-- PROBLEM DESCRIPTION --
Search the data for the word "models" and copy each line that has it.

-- Items from a data source --
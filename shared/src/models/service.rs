//! Service Model

use serde::{Deserialize, Serialize};

/// Service entity (haircut, massage, tanning session, ...)
#[derive(Debug, Clone, Serialize, Deserialize)]
#[cfg_attr(feature = "db", derive(sqlx::FromRow))]
pub struct Service {
    pub id: i64,
    pub name: String,
    pub description: Option<String>,
    /// Duration in minutes; services with duration <= 0 are never schedulable
    pub duration_min: i64,
    /// Price in cents
    pub price_cents: i64,
    /// How many clients can run this service at once (e.g. tanning beds).
    /// Stored and surfaced but not consulted by the assignment resolver.
    pub max_concurrent: i64,
    pub is_visible_online: bool,
    pub is_deleted: bool,
    pub created_at: i64,
    pub updated_at: i64,

    // -- Relations (populated by application code, skipped by FromRow) --

    /// Operator IDs able to perform this service (junction table)
    #[cfg_attr(feature = "db", sqlx(skip))]
    #[serde(default)]
    pub operator_ids: Vec<i64>,
}

/// Create service payload
#[derive(Debug, Clone, Serialize, Deserialize)]
pub struct ServiceCreate {
    pub name: String,
    pub description: Option<String>,
    pub duration_min: i64,
    pub price_cents: i64,
    pub max_concurrent: Option<i64>,
    pub is_visible_online: Option<bool>,
    /// Operator IDs able to perform this service
    pub operator_ids: Option<Vec<i64>>,
}
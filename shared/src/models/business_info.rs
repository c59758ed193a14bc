//! Business Info Model

use serde::{Deserialize, Serialize};

/// Guard-rail enforcement mode for web bookings
#[derive(Debug, Clone, Copy, PartialEq, Eq, Serialize, Deserialize)]
#[serde(rename_all = "SCREAMING_SNAKE_CASE")]
#[cfg_attr(feature = "db", derive(sqlx::Type))]
#[cfg_attr(feature = "db", sqlx(rename_all = "SCREAMING_SNAKE_CASE"))]
pub enum GuardRailMode {
    None,
    Warning,
    Block,
}

impl Default for GuardRailMode {
    fn default() -> Self {
        Self::None
    }
}

/// Business information entity (singleton per tenant, row id = 1)
#[derive(Debug, Clone, Serialize, Deserialize)]
#[cfg_attr(feature = "db", derive(sqlx::FromRow))]
pub struct BusinessInfo {
    pub id: i64,
    #[serde(default)]
    pub name: String,
    pub phone: Option<String>,
    pub email: Option<String>,
    /// Advertised opening time "HH:MM" (display only)
    pub opening_time: String,
    /// Advertised closing time "HH:MM" (display only)
    pub closing_time: String,
    /// Effective scheduling window start "HH:MM"
    #[serde(default = "default_active_opening")]
    pub active_opening_time: String,
    /// Effective scheduling window end "HH:MM"
    #[serde(default = "default_active_closing")]
    pub active_closing_time: String,
    /// English weekday names the business is closed on (JSON array)
    #[cfg_attr(feature = "db", sqlx(json))]
    #[serde(default)]
    pub closing_days: Vec<String>,

    /// Cap on total chain duration for web bookings (minutes)
    pub booking_max_duration_min: Option<i64>,
    pub duration_rule: GuardRailMode,
    pub duration_rule_message: Option<String>,
    /// Cap on total chain price for web bookings (cents)
    pub booking_max_price_cents: Option<i64>,
    pub price_rule: GuardRailMode,
    pub price_rule_message: Option<String>,

    /// Morning client reminder toggle
    pub reminder_enabled: bool,
    /// "HH:MM" local time the morning reminder queue is built
    pub reminder_time: String,
    /// Template with {name} {date} {time} {services} placeholders
    pub reminder_template: Option<String>,
    /// Next-day operator agenda toggle
    pub agenda_enabled: bool,
    /// "HH:MM" local time the agenda queue is built
    pub agenda_time: String,
    pub agenda_template: Option<String>,

    pub created_at: i64,
    pub updated_at: i64,
}

fn default_active_opening() -> String {
    "08:00".to_string()
}

fn default_active_closing() -> String {
    "20:00".to_string()
}

impl BusinessInfo {
    /// Whether the given English weekday name ("Monday", ...) is a closure day
    pub fn is_closed_on(&self, weekday: &str) -> bool {
        self.closing_days.iter().any(|d| d == weekday)
    }
}
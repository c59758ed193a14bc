//! Shared types for the booking backend
//!
//! Domain models, payload structs, the unified error system and small
//! utilities used by both the server crate and its tests.

pub mod error;
pub mod models;
pub mod util;

// Re-exports
pub use http;
pub use serde::{Deserialize, Serialize};

pub use error::{ApiResponse, AppError, AppResult, ErrorCategory, ErrorCode};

-- EXERCISE RESPONSE --
filename shared/src/models/service.rs
filename shared/src/models/business_info.rs
//! Domain models, payload structs, the unified error system and small
pub mod models;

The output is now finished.